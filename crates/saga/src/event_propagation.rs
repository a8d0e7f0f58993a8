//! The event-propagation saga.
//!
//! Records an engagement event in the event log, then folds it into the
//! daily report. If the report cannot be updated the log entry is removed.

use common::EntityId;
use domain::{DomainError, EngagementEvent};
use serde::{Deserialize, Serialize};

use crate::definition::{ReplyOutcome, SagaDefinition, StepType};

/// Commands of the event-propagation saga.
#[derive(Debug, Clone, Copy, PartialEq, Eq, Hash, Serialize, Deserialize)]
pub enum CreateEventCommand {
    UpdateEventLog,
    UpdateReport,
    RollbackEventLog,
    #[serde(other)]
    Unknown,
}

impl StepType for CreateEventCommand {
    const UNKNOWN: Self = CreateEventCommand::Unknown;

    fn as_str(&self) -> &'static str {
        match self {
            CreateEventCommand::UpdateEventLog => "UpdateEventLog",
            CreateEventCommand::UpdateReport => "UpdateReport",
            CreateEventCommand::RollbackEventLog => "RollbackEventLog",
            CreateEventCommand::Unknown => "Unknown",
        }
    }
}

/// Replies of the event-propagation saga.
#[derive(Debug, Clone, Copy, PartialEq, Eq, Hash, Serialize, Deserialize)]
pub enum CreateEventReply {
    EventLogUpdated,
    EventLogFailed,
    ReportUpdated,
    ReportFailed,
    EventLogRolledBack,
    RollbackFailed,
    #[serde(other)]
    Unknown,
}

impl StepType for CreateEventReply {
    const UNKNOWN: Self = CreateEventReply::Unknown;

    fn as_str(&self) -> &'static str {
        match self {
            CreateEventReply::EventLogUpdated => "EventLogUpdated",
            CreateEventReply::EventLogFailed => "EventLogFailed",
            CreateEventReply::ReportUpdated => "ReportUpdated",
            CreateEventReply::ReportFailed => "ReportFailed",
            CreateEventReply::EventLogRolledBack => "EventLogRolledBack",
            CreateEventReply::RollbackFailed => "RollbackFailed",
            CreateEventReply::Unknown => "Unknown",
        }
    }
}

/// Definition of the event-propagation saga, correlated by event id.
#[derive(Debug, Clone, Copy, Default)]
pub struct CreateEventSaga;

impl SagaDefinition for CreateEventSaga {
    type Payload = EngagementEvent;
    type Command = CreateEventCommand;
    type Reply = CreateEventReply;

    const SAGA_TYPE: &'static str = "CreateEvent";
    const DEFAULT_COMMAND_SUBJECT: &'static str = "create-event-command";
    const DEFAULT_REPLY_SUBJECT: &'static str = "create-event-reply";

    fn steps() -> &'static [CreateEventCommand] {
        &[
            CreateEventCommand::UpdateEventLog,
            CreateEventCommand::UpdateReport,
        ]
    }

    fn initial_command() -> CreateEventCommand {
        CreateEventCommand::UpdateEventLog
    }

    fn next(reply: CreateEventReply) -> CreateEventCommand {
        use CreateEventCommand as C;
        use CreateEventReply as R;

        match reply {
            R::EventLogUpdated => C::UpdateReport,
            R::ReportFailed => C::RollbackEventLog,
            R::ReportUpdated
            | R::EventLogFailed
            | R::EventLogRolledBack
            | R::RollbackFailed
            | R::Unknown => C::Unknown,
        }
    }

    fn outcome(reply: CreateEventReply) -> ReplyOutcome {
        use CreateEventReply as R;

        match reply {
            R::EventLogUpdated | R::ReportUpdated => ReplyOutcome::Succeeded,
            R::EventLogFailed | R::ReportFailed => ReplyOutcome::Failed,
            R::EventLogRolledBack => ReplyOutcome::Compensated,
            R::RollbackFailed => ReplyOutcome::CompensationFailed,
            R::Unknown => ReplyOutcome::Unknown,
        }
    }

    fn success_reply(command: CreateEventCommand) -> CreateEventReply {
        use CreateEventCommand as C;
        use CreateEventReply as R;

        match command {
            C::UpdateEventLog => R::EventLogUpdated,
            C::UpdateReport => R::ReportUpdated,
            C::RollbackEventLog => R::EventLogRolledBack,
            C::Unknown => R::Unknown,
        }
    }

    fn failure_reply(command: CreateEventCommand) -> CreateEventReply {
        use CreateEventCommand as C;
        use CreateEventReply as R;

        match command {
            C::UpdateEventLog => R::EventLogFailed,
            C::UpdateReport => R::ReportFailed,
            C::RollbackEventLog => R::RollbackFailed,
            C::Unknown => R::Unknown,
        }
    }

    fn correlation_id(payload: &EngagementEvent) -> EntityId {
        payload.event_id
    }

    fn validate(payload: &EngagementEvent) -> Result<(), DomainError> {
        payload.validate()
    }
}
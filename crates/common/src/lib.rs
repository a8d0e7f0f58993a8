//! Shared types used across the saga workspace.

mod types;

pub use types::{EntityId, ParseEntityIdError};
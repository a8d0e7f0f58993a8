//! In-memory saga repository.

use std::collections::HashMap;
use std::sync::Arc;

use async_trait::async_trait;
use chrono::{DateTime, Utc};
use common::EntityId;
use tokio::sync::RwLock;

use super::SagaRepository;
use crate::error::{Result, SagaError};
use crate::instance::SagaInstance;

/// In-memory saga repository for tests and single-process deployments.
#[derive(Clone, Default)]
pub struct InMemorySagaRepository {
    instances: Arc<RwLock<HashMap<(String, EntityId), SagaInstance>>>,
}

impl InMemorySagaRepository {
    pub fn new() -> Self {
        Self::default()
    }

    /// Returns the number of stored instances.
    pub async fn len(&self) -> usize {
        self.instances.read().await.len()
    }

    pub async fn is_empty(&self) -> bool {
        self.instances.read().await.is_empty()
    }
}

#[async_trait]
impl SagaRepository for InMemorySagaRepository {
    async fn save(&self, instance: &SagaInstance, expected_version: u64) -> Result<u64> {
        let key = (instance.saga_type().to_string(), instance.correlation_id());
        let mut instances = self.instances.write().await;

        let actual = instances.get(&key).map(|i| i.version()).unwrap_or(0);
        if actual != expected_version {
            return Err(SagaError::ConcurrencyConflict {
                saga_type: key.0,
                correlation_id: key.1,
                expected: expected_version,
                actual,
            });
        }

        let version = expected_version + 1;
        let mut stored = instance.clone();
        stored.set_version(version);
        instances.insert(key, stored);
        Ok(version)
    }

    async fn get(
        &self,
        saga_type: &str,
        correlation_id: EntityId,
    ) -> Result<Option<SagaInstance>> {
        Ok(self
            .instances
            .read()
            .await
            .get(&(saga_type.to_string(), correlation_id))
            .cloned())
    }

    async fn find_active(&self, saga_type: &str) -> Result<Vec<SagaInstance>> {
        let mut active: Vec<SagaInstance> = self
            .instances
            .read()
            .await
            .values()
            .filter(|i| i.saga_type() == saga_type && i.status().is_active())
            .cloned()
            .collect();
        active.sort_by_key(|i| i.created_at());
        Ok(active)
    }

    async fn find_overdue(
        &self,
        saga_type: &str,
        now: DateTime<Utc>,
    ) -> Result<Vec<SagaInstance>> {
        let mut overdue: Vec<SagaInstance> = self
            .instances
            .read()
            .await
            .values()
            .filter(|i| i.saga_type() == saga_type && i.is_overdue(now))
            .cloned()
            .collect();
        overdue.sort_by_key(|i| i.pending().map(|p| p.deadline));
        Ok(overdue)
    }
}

### TASK TO CARRY OUT:
Note how many lines of the material contain the string "CreateEventSaga". Then report that number by itself.

### RESULT FOR THIS TASK:
2